TASK REQUIREMENTS:
Each line of the records below that holds "super" should be returned.

MATERIAL FOR THIS TASK:

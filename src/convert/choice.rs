//! Tool-choice conversion.
//!
//! The enumerated string values map through a fixed lookup table; unknown
//! values are a conversion error, not a best-effort guess.

use super::ConversionError;
use crate::types::tool::{ClaudeToolChoice, ToolChoice};

/// `(openai, claude)` mode pairs, used in both directions.
const CHOICE_MODES: &[(&str, &str)] = &[
    ("auto", "allowed"),
    ("none", "disabled"),
    ("required", "required"),
];

pub fn convert_openai_choice(choice: &ToolChoice) -> Result<ClaudeToolChoice, ConversionError> {
    match choice {
        ToolChoice::Mode(mode) => CHOICE_MODES
            .iter()
            .find(|(openai, _)| openai == mode)
            .map(|(_, claude)| ClaudeToolChoice::Mode((*claude).into()))
            .ok_or_else(|| ConversionError::UnknownChoice {
                value: mode.clone(),
            }),
        ToolChoice::Function(named) => {
            if named.choice_type != "function" {
                return Err(ConversionError::UnknownChoice {
                    value: named.choice_type.clone(),
                });
            }
            Ok(ClaudeToolChoice::Named {
                name: named.function.name.clone(),
            })
        }
    }
}

pub fn convert_claude_choice(choice: &ClaudeToolChoice) -> Result<ToolChoice, ConversionError> {
    match choice {
        ClaudeToolChoice::Mode(mode) => CHOICE_MODES
            .iter()
            .find(|(_, claude)| claude == mode)
            .map(|(openai, _)| ToolChoice::Mode((*openai).into()))
            .ok_or_else(|| ConversionError::UnknownChoice {
                value: mode.clone(),
            }),
        ClaudeToolChoice::Named { name } => Ok(ToolChoice::function(name.clone())),
    }
}

#[cfg(test)]
mod tests {
    use super::*;

    #[test]
    fn test_mode_lookup_table_both_ways() {
        for (openai, claude) in super::CHOICE_MODES {
            let converted = convert_openai_choice(&ToolChoice::Mode((*openai).into())).unwrap();
            assert_eq!(converted, ClaudeToolChoice::Mode((*claude).into()));
            let back = convert_claude_choice(&converted).unwrap();
            assert_eq!(back, ToolChoice::Mode((*openai).into()));
        }
    }

    #[test]
    fn test_function_choice_maps_to_named_tool() {
        let converted = convert_openai_choice(&ToolChoice::function("get_weather")).unwrap();
        assert_eq!(
            converted,
            ClaudeToolChoice::Named {
                name: "get_weather".into()
            }
        );
    }

    #[test]
    fn test_unknown_mode_is_an_error() {
        let err = convert_openai_choice(&ToolChoice::Mode("banana".into())).unwrap_err();
        assert!(matches!(err, ConversionError::UnknownChoice { .. }));
        let err = convert_claude_choice(&ClaudeToolChoice::Mode("anything".into())).unwrap_err();
        assert_eq!(err.code(), "UNKNOWN_TOOL_CHOICE");
    }
}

SOLUTION TO THIS PROBLEM:
use super::ConversionError;
    use super::*;
        for (openai, claude) in super::CHOICE_MODES {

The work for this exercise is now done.